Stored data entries
Content starts

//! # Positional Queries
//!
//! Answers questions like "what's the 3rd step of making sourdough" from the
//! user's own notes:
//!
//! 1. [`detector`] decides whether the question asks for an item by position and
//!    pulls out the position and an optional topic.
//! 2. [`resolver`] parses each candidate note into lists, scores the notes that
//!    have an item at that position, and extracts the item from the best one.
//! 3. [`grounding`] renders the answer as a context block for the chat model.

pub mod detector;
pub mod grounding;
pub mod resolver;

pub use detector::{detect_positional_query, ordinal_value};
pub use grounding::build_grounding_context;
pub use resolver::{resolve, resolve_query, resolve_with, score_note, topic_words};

Content ends

What the task requires
Report each line above that includes the string "grounding".

Completed exercise
//! 3. [`grounding`] renders the answer as a context block for the chat model.
pub mod grounding;
pub use grounding::build_grounding_context;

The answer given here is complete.